In 2011, Sunohara was named head coach of the University of Toronto Varsity Blues women's ice hockey team.

In 2020, Sunohara guided University of Toronto to winning the Ontario University Athletics women’s ice hockey title. U Sports, the governing body of university sport in Canada, named Sunohara the 2019–20 National Women's Ice Hockey Coach of the Year. Ontario University Athletics also named her the 2019–20 Women's Ice Hockey Coach of the Year, in addition to the Female Coach of the Year across all sports. Sunohara repeated as the U Sports Women’s Ice Hockey Coach of the Year in the 2021-22 season.

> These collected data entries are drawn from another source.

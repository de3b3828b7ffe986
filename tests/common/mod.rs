// 该文件是 Yunsun （云隼） 项目的一部分。
// tests/common/mod.rs - 集成测试共用的合成数据
//
// 本程序遵循 GNU Affero 通用公共许可证（AGPL）许可协议。
// 本程序的发布旨在提供实用价值，但不作任何形式的担保，
// 包括但不限于对适销性或特定用途适用性的默示担保。
// 更多详情请参阅 GNU 通用公共许可证。
//
// Copyright (C) 2026 Johann Li <me@qinka.pro>, ETVP

use yunsun::raster::{Affine, MemoryRaster};

pub const ORIGIN_X: f64 = 500000.0;
pub const ORIGIN_Y: f64 = 4000000.0;

/// 深色底上带一个灰度亮斑的合成正射影像。
pub fn raster_with_bright_rect(
  width: u32,
  height: u32,
  rect: (u32, u32, u32, u32),
  value: u8,
  resolution: f64,
  crs: Option<String>,
) -> MemoryRaster {
  let affine = Affine::from_origin(ORIGIN_X, ORIGIN_Y, resolution, resolution);
  let mut raster = MemoryRaster::filled(width, height, (20, 20, 20), affine, crs);
  let (x, y, w, h) = rect;
  raster.fill_rect(x, y, w, h, (value, value, value));
  raster
}
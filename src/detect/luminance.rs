// 该文件是 Yunsun （云隼） 项目的一部分。
// src/detect/luminance.rs - 亮度阈值检测器
//
// 本程序遵循 GNU Affero 通用公共许可证（AGPL）许可协议。
// 本程序的发布旨在提供实用价值，但不作任何形式的担保，
// 包括但不限于对适销性或特定用途适用性的默示担保。
// 更多详情请参阅 GNU 通用公共许可证。
//
// Copyright (C) 2026 Johann Li <me@qinka.pro>, ETVP

use std::collections::HashMap;

use thiserror::Error;

use crate::detect::{Detector, TileBox};
use crate::raster::PixelBlock;
use crate::{FromUrl, FromUrlWithScheme};

const LUM_SCHEME: &str = "lum";
const DEFAULT_MIN_LUMINANCE: u8 = 200;

#[derive(Error, Debug)]
pub enum LuminanceError {
  #[error("亮度阈值无效: {0}")]
  BadThreshold(String),
  #[error("URI scheme mismatch")]
  SchemeMismatch,
}

/// 亮度阈值检测器。
///
/// 把像素块中亮度不低于阈值的像素框进一个外接框，置信度取
/// 这些像素的平均亮度归一化值。用于合成影像上的验收流程与
/// 无推理后端时的替代路径，不具备区分类别的能力。
pub struct LuminanceDetector {
  min_luminance: u8,
}

impl LuminanceDetector {
  pub fn new(min_luminance: u8) -> Self {
    Self { min_luminance }
  }
}

/// ITU-R BT.601 亮度。
fn luminance(r: u8, g: u8, b: u8) -> f32 {
  0.299 * r as f32 + 0.587 * g as f32 + 0.114 * b as f32
}

impl Detector for LuminanceDetector {
  fn detect(&self, block: &PixelBlock, conf_threshold: f32) -> anyhow::Result<Vec<TileBox>> {
    let mut min_x = u32::MAX;
    let mut min_y = u32::MAX;
    let mut max_x = 0u32;
    let mut max_y = 0u32;
    let mut sum = 0.0f32;
    let mut count = 0usize;

    for y in 0..block.height() {
      for x in 0..block.width() {
        let (r, g, b) = block.pixel(x, y);
        let lum = luminance(r, g, b);
        if lum >= self.min_luminance as f32 {
          min_x = min_x.min(x);
          min_y = min_y.min(y);
          max_x = max_x.max(x);
          max_y = max_y.max(y);
          sum += lum;
          count += 1;
        }
      }
    }

    if count == 0 {
      return Ok(Vec::new());
    }
    let score = sum / count as f32 / 255.0;
    if score < conf_threshold {
      return Ok(Vec::new());
    }

    Ok(vec![TileBox {
      x: min_x as f32,
      y: min_y as f32,
      width: (max_x - min_x + 1) as f32,
      height: (max_y - min_y + 1) as f32,
      score,
    }])
  }
}

impl FromUrl for LuminanceDetector {
  type Error = LuminanceError;

  /// `lum://?min=200`
  fn from_url(url: &url::Url) -> Result<Self, Self::Error> {
    if url.scheme() != LUM_SCHEME {
      return Err(LuminanceError::SchemeMismatch);
    }

    let query: HashMap<String, String> = url
      .query_pairs()
      .map(|(k, v)| (String::from(k), String::from(v)))
      .collect();
    let min_luminance = match query.get("min") {
      Some(raw) => raw
        .parse()
        .map_err(|_| LuminanceError::BadThreshold(raw.clone()))?,
      None => DEFAULT_MIN_LUMINANCE,
    };
    Ok(Self::new(min_luminance))
  }
}

impl FromUrlWithScheme for LuminanceDetector {
  const SCHEME: &'static str = LUM_SCHEME;
}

In 2022, The Hockey News ranked Sunohara as having the strongest qualifications to break the gender barrier and become the first female head coach in the National Hockey League.

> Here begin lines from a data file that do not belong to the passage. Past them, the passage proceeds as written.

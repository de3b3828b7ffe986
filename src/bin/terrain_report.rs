// 该文件是 Yunsun （云隼） 项目的一部分。
// src/bin/terrain_report.rs - 地形坡度坡向报告
//
// 本程序遵循 GNU Affero 通用公共许可证（AGPL）许可协议。
// 本程序的发布旨在提供实用价值，但不作任何形式的担保，
// 包括但不限于对适销性或特定用途适用性的默示担保。
// 更多详情请参阅 GNU 通用公共许可证。
//
// Copyright (C) 2026 Johann Li <me@qinka.pro>, ETVP

use anyhow::{Context, Result};
use clap::Parser;
use serde::Serialize;
use tracing::info;
use url::Url;

use yunsun::session::{Session, TerrainStatus};
use yunsun::terrain::SlopeStats;

/// Yunsun 地形报告参数配置
#[derive(Parser, Debug)]
#[command(author, version, about, long_about = None)]
pub struct Args {
  /// 数字表面模型来源
  /// 支持格式:
  /// - GeoTIFF: geotiff:///data/dsm.tif
  #[arg(long, value_name = "SOURCE")]
  pub dsm: Url,

  /// 单点查询的地图坐标 x
  #[arg(long, value_name = "X", requires = "y")]
  pub x: Option<f64>,

  /// 单点查询的地图坐标 y
  #[arg(long, value_name = "Y", requires = "x")]
  pub y: Option<f64>,
}

#[derive(Serialize)]
struct PointReport {
  x: f64,
  y: f64,
  elevation: Option<f64>,
  slope: Option<f64>,
  aspect: Option<f64>,
}

#[derive(Serialize)]
struct Report {
  status: TerrainStatus,
  stats: Option<SlopeStats>,
  point: Option<PointReport>,
}

fn main() -> Result<()> {
  tracing_subscriber::fmt::init();

  let args = Args::parse();
  info!("数字表面模型: {}", args.dsm);

  let mut session = Session::new();
  let status = session
    .load_dsm(&args.dsm)
    .context("装载数字表面模型失败")?;

  let stats = session.terrain_stats().context("坡度坡向分析失败")?;
  let point = match (args.x, args.y) {
    (Some(x), Some(y)) => {
      let sample = session.terrain_point(x, y).context("单点地形查询失败")?;
      Some(PointReport {
        x,
        y,
        elevation: sample.elevation,
        slope: sample.slope,
        aspect: sample.aspect,
      })
    }
    _ => None,
  };

  let report = Report {
    status,
    stats,
    point,
  };
  println!("{}", serde_json::to_string_pretty(&report)?);

  Ok(())
}
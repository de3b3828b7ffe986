// 该文件是 Yunsun （云隼） 项目的一部分。
// src/raster/memory.rs - 内存栅格
//
// 本文件根据 Apache 许可证第 2.0 版（以下简称“许可证”）授权使用；
// 除非遵守该许可证条款，否则您不得使用本文件。
// 您可通过以下网址获取许可证副本：
// http://www.apache.org/licenses/LICENSE-2.0
// 除非适用法律要求或书面同意，根据本许可协议分发的软件均按“原样”提供，
// 不附带任何形式的明示或暗示的保证或条件。
// 有关许可权限与限制的具体条款，请参阅本许可协议。
//
// Copyright (C) 2026 Johann Li <me@qinka.pro>, Wareless Group

use super::{Affine, PixelBlock, RasterError, RasterSource};

const RGB_CHANNELS: usize = 3;

/// 完全驻留内存的 RGB 栅格，用于程序化构造影像。
#[derive(Debug, Clone)]
pub struct MemoryRaster {
  width: u32,
  height: u32,
  data: Box<[u8]>,
  affine: Affine,
  crs: Option<String>,
}

impl MemoryRaster {
  pub fn new(
    width: u32,
    height: u32,
    data: Vec<u8>,
    affine: Affine,
    crs: Option<String>,
  ) -> Self {
    if data.len() != RGB_CHANNELS * width as usize * height as usize {
      panic!(
        "数据长度不匹配: 期望长度 {}, 实际长度 {}",
        RGB_CHANNELS * width as usize * height as usize,
        data.len()
      );
    }

    Self {
      width,
      height,
      data: data.into_boxed_slice(),
      affine,
      crs,
    }
  }

  /// 以单一颜色填充的栅格。
  pub fn filled(
    width: u32,
    height: u32,
    rgb: (u8, u8, u8),
    affine: Affine,
    crs: Option<String>,
  ) -> Self {
    let mut data = vec![0u8; RGB_CHANNELS * width as usize * height as usize];
    for px in data.chunks_exact_mut(RGB_CHANNELS) {
      px[0] = rgb.0;
      px[1] = rgb.1;
      px[2] = rgb.2;
    }
    Self::new(width, height, data, affine, crs)
  }

  pub fn set_pixel(&mut self, x: u32, y: u32, rgb: (u8, u8, u8)) {
    assert!(x < self.width && y < self.height, "像素坐标越界");
    let idx = (y as usize * self.width as usize + x as usize) * RGB_CHANNELS;
    self.data[idx] = rgb.0;
    self.data[idx + 1] = rgb.1;
    self.data[idx + 2] = rgb.2;
  }

  /// 填充一个矩形区域，右下越界部分被裁掉。
  pub fn fill_rect(&mut self, x: u32, y: u32, w: u32, h: u32, rgb: (u8, u8, u8)) {
    let x_end = (x + w).min(self.width);
    let y_end = (y + h).min(self.height);
    for yy in y..y_end {
      for xx in x..x_end {
        self.set_pixel(xx, yy, rgb);
      }
    }
  }
}

impl RasterSource for MemoryRaster {
  fn width(&self) -> u32 {
    self.width
  }

  fn height(&self) -> u32 {
    self.height
  }

  fn affine(&self) -> Affine {
    self.affine
  }

  fn crs(&self) -> Option<&str> {
    self.crs.as_deref()
  }

  fn read_window(&self, x: u32, y: u32, w: u32, h: u32) -> Result<PixelBlock, RasterError> {
    if x as u64 + w as u64 > self.width as u64 || y as u64 + h as u64 > self.height as u64 {
      return Err(RasterError::WindowOutOfBounds {
        x,
        y,
        w,
        h,
        width: self.width,
        height: self.height,
      });
    }

    let mut out = vec![0u8; RGB_CHANNELS * w as usize * h as usize];
    let src_stride = self.width as usize * RGB_CHANNELS;
    let dst_stride = w as usize * RGB_CHANNELS;
    for row in 0..h as usize {
      let src = (y as usize + row) * src_stride + x as usize * RGB_CHANNELS;
      let dst = row * dst_stride;
      out[dst..dst + dst_stride].copy_from_slice(&self.data[src..src + dst_stride]);
    }
    Ok(PixelBlock::new(w, h, out))
  }
}
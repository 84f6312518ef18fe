//! The mapping store: sole owner of every [`LinkRecord`].
//!
//! All mutation goes through [`LinkStore::put_if_absent`]. There is no update
//! and no delete, so a code that has been handed out keeps pointing at the
//! same target for as long as the record is live.

mod memory;
mod sqlite;

pub use memory::MemoryStore;
pub use sqlite::SqliteStore;

use crate::{
    config::{AppConfig, StoreBackend},
    models::LinkRecord,
};
use async_trait::async_trait;
use std::sync::Arc;

#[derive(Debug, thiserror::Error)]
pub enum StoreError {
    /// No live record exists for the requested code.
    #[error("no live link for the requested code")]
    NotFound,

    /// The backing store could not complete the read or write. Nothing was
    /// committed.
    #[error("store unavailable: {0}")]
    Unavailable(#[from] sqlx::Error),
}

#[async_trait]
pub trait LinkStore: Send + Sync {
    /// Insert a record for `code` unless one already exists, as a single
    /// atomic step. Returns `Ok(true)` if this call created the record and
    /// `Ok(false)` if the code was already taken; an existing record is never
    /// touched. `Err` means nothing was written and says nothing about
    /// whether the code is taken.
    async fn put_if_absent(&self, code: &str, target_url: &str) -> Result<bool, StoreError>;

    /// Fetch the live record for `code`, or [`StoreError::NotFound`].
    async fn get(&self, code: &str) -> Result<LinkRecord, StoreError>;

    /// Number of live records.
    async fn count(&self) -> Result<u64, StoreError>;

    /// Release backing resources. Called once at shutdown.
    async fn close(&self) {}
}

/// Open the backend selected by `config`. Durable backends are migrated and
/// ready to serve when this returns.
pub async fn open(config: &AppConfig) -> anyhow::Result<Arc<dyn LinkStore>> {
    match config.store_backend {
        StoreBackend::Sqlite => {
            let store =
                SqliteStore::connect(&config.database_url, config.database_max_connections)
                    .await?;
            Ok(Arc::new(store))
        }
        StoreBackend::Memory => {
            tracing::warn!("Using the in-memory store; links will be lost on restart");
            Ok(Arc::new(MemoryStore::new()))
        }
    }
}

Sunohara's coaching philosophy goes beyond teaching skills and she  has described coaching as "more than just teaching a wrist shot or slap shot." She believes in instilling "Olympic values," like integrity, accountability, and commitment and endeavors to mold her team members into not just better players but better people.

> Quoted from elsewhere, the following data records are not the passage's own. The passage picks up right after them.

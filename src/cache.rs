use crate::models::LinkRecord;
use dashmap::DashMap;
use std::sync::Arc;

/// Thread-safe in-memory cache mapping short_code -> LinkRecord.
///
/// Backed by a DashMap so reads are concurrent and mostly lock-free. Records
/// are immutable once written, so an entry can never go stale; the only
/// reason to drop one is expiry. The cache is warmed on startup from the
/// database and filled after every committed insert. Misses are never
/// cached, so a code reserved by another process is still found in the
/// database.
#[derive(Clone, Debug, Default)]
pub struct LinkCache {
    inner: Arc<DashMap<String, LinkRecord>>,
}

impl LinkCache {
    pub fn new() -> Self {
        Self::default()
    }

    /// Cache a committed record.
    pub fn insert(&self, record: LinkRecord) {
        self.inner.insert(record.code.clone(), record);
    }

    /// Look up a short code. Returns a clone of the record if present and
    /// still live; an expired entry is evicted on the way out.
    pub fn get(&self, code: &str) -> Option<LinkRecord> {
        let record = self.inner.get(code).map(|r| r.clone())?;
        if record.is_live() {
            Some(record)
        } else {
            self.inner.remove(code);
            None
        }
    }

    /// Number of entries currently cached.
    pub fn len(&self) -> usize {
        self.inner.len()
    }
}

#[cfg(test)]
mod tests {
    use super::*;
    use chrono::Duration;

    #[test]
    fn returns_inserted_records() {
        let cache = LinkCache::new();
        cache.insert(LinkRecord::new("aZ3xQ9", "https://example.com/a"));

        let hit = cache.get("aZ3xQ9").expect("cached record");
        assert_eq!(hit.target_url, "https://example.com/a");
        assert!(cache.get("zzzzzz").is_none());
    }

    #[test]
    fn evicts_expired_records_on_read() {
        let cache = LinkCache::new();
        let mut record = LinkRecord::new("old123", "https://example.com/old");
        record.expires_at = Some(record.created_at - Duration::minutes(1));
        cache.insert(record);
        assert_eq!(cache.len(), 1);

        assert!(cache.get("old123").is_none());
        assert_eq!(cache.len(), 0);
    }
}
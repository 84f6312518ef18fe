use chrono::NaiveDateTime;
use serde::{Deserialize, Serialize};

/// A short-code mapping from the `links` table.
///
/// Records are append-only: once written, neither the code nor the target
/// changes.
#[derive(Debug, Clone, PartialEq, Eq, sqlx::FromRow)]
pub struct LinkRecord {
    pub code: String,
    pub target_url: String,
    pub created_at: NaiveDateTime,
    /// `None` means the link never expires. Nothing on the create path sets
    /// this yet.
    pub expires_at: Option<NaiveDateTime>,
}

impl LinkRecord {
    /// A fresh, non-expiring record stamped with the current UTC time.
    pub fn new(code: impl Into<String>, target_url: impl Into<String>) -> Self {
        Self {
            code: code.into(),
            target_url: target_url.into(),
            created_at: chrono::Utc::now().naive_utc(),
            expires_at: None,
        }
    }

    /// Whether the record can still be resolved at `now`.
    pub fn is_live_at(&self, now: NaiveDateTime) -> bool {
        self.expires_at.map_or(true, |expires_at| expires_at > now)
    }

    pub fn is_live(&self) -> bool {
        self.is_live_at(chrono::Utc::now().naive_utc())
    }
}

// ── API payloads ───────────────────────────────────────────────────────────

/// Body of `POST /api/shorten`.
#[derive(Debug, Deserialize)]
pub struct ShortenRequest {
    pub url: String,
}

/// Body returned by `POST /api/shorten`.
#[derive(Debug, Serialize, Deserialize)]
pub struct ShortenResponse {
    pub short_code: String,
    pub original_url: String,
}

/// Body returned by `GET /`.
#[derive(Debug, Serialize, Deserialize)]
pub struct StatusResponse {
    pub status: String,
    pub message: String,
    pub links_count: u64,
}

#[cfg(test)]
mod tests {
    use super::*;
    use chrono::Duration;

    #[test]
    fn records_without_expiry_are_always_live() {
        let record = LinkRecord::new("abc123", "https://example.com");
        let far_future = record.created_at + Duration::days(365 * 100);
        assert!(record.is_live_at(far_future));
    }

    #[test]
    fn records_stop_being_live_at_expiry() {
        let mut record = LinkRecord::new("abc123", "https://example.com");
        let expiry = record.created_at + Duration::hours(1);
        record.expires_at = Some(expiry);

        assert!(record.is_live_at(expiry - Duration::seconds(1)));
        assert!(!record.is_live_at(expiry));
    }
}
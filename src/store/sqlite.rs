use super::{LinkStore, StoreError};
use crate::{cache::LinkCache, models::LinkRecord};
use anyhow::Context;
use async_trait::async_trait;
use sqlx::{
    sqlite::{SqliteConnectOptions, SqliteJournalMode, SqlitePoolOptions},
    SqlitePool,
};
use std::time::Duration;

/// Durable store backed by a SQLite file, fronted by a read-through
/// [`LinkCache`].
///
/// Reservation is a single `INSERT .. ON CONFLICT DO NOTHING`, so the primary
/// key decides which of several concurrent writers wins, including writers
/// in other processes sharing the file.
pub struct SqliteStore {
    pool: SqlitePool,
    cache: LinkCache,
}

impl SqliteStore {
    /// Open (creating if missing) the database at `database_url`, e.g.
    /// `"sqlite:./microlink.db"`.
    pub async fn connect(database_url: &str, max_connections: u32) -> anyhow::Result<Self> {
        let options = database_url
            .parse::<SqliteConnectOptions>()
            .with_context(|| format!("invalid DATABASE_URL '{database_url}'"))?;
        Self::connect_with(options, max_connections).await
    }

    /// Open with explicit connect options, run migrations and warm the cache.
    pub async fn connect_with(
        options: SqliteConnectOptions,
        max_connections: u32,
    ) -> anyhow::Result<Self> {
        let pool = SqlitePoolOptions::new()
            .max_connections(max_connections)
            .connect_with(
                options
                    .create_if_missing(true)
                    .journal_mode(SqliteJournalMode::Wal)
                    .busy_timeout(Duration::from_secs(5)),
            )
            .await
            .context("failed to open SQLite database")?;

        // Run embedded migrations (files in migrations/)
        sqlx::migrate!("./migrations")
            .run(&pool)
            .await
            .context("failed to apply database migrations")?;
        tracing::info!("Database migrations applied");

        let store = Self {
            pool,
            cache: LinkCache::new(),
        };
        store.warm_cache().await?;
        Ok(store)
    }

    /// Load every live link into the in-memory cache.
    async fn warm_cache(&self) -> Result<(), StoreError> {
        let links: Vec<LinkRecord> = sqlx::query_as(
            "SELECT code, target_url, created_at, expires_at
             FROM links
             WHERE expires_at IS NULL OR expires_at > ?1",
        )
        .bind(now())
        .fetch_all(&self.pool)
        .await?;

        for link in links {
            self.cache.insert(link);
        }

        tracing::info!("Cache warmed with {} live link(s)", self.cache.len());
        Ok(())
    }
}

#[async_trait]
impl LinkStore for SqliteStore {
    async fn put_if_absent(&self, code: &str, target_url: &str) -> Result<bool, StoreError> {
        let record = LinkRecord::new(code, target_url);

        let result = sqlx::query(
            "INSERT INTO links (code, target_url, created_at, expires_at)
             VALUES (?1, ?2, ?3, ?4)
             ON CONFLICT(code) DO NOTHING",
        )
        .bind(&record.code)
        .bind(&record.target_url)
        .bind(record.created_at)
        .bind(record.expires_at)
        .execute(&self.pool)
        .await
        .map_err(|e| {
            tracing::error!("DB error reserving short code '{}': {:?}", code, e);
            StoreError::Unavailable(e)
        })?;

        // Only a committed row may enter the cache.
        let inserted = result.rows_affected() == 1;
        if inserted {
            self.cache.insert(record);
        }
        Ok(inserted)
    }

    async fn get(&self, code: &str) -> Result<LinkRecord, StoreError> {
        if let Some(record) = self.cache.get(code) {
            return Ok(record);
        }

        // Cache miss: the row may have been written by another process.
        let record: Option<LinkRecord> = sqlx::query_as(
            "SELECT code, target_url, created_at, expires_at
             FROM links WHERE code = ?1",
        )
        .bind(code)
        .fetch_optional(&self.pool)
        .await
        .map_err(|e| {
            tracing::error!("DB error looking up short code '{}': {:?}", code, e);
            StoreError::Unavailable(e)
        })?;

        match record {
            Some(record) if record.is_live() => {
                self.cache.insert(record.clone());
                Ok(record)
            }
            _ => Err(StoreError::NotFound),
        }
    }

    async fn count(&self) -> Result<u64, StoreError> {
        let count: i64 = sqlx::query_scalar(
            "SELECT COUNT(*) FROM links WHERE expires_at IS NULL OR expires_at > ?1",
        )
        .bind(now())
        .fetch_one(&self.pool)
        .await?;

        Ok(u64::try_from(count).unwrap_or_default())
    }

    async fn close(&self) {
        self.pool.close().await;
        tracing::info!("Database pool closed");
    }
}

fn now() -> chrono::NaiveDateTime {
    chrono::Utc::now().naive_utc()
}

Well known for her affable manner and engaging personality, Sunohara has been described as "one of the nicest people in all of hockey," while at the same time being a focused and intense competitor. During her tenure with Team Canada, Sunohara was counted on for her veteran leadership and was the assistant captain of the Canadian national team from 2001 until her retirement in 2008 at the age of 38.

A former Team Canada teammate, Jennifer Botterill, described Sunohara as "the most positive, supportive, energetic person you'll meet."

About Sunohara, Sami Jo Small, another former Team Canada teammate, said:

I have had the privilege of playing with some pretty amazing people but none have struck me as born leaders like Vicky Sunohara...She rallies the troops in desperate times and tells funny jokes when the pressure is mounting...She's always there for her teammates and always willing to do whatever it takes to win. She makes those around her not only better hockey players but also better people...In the ten years I played on the team I never saw another player touch as many people in such a positive way as Vicky Sunohara.Sunohara's former Team Canada coach, Melody Davidson, said of Sunohara: "She'll do everything she can for this team. She's just a tremendous person."

In 2009, David Miller, then Mayor of Toronto, remarked:

Not only is Vicky one of Canada's elite female athletes, she is a Torontonian and the granddaughter of immigrants representing the city's diversity which is one of our most important strengths. Vicky is well respected in our community and has worked tirelessly to help the youth of Toronto -- especially young girls -- develop their skills and fulfill their dreams.

Other awards and accomplishments
Sunohara was inducted into the City of Brampton Sports Hall of Fame, alongside national team teammates Jayna Hefford and Sami Jo Small. In 2006, she was named an inaugural member of the Scarborough Walk of Fame.

At the age of 36, Sunohara was named Ontario's Female Athlete of the Year for 2006.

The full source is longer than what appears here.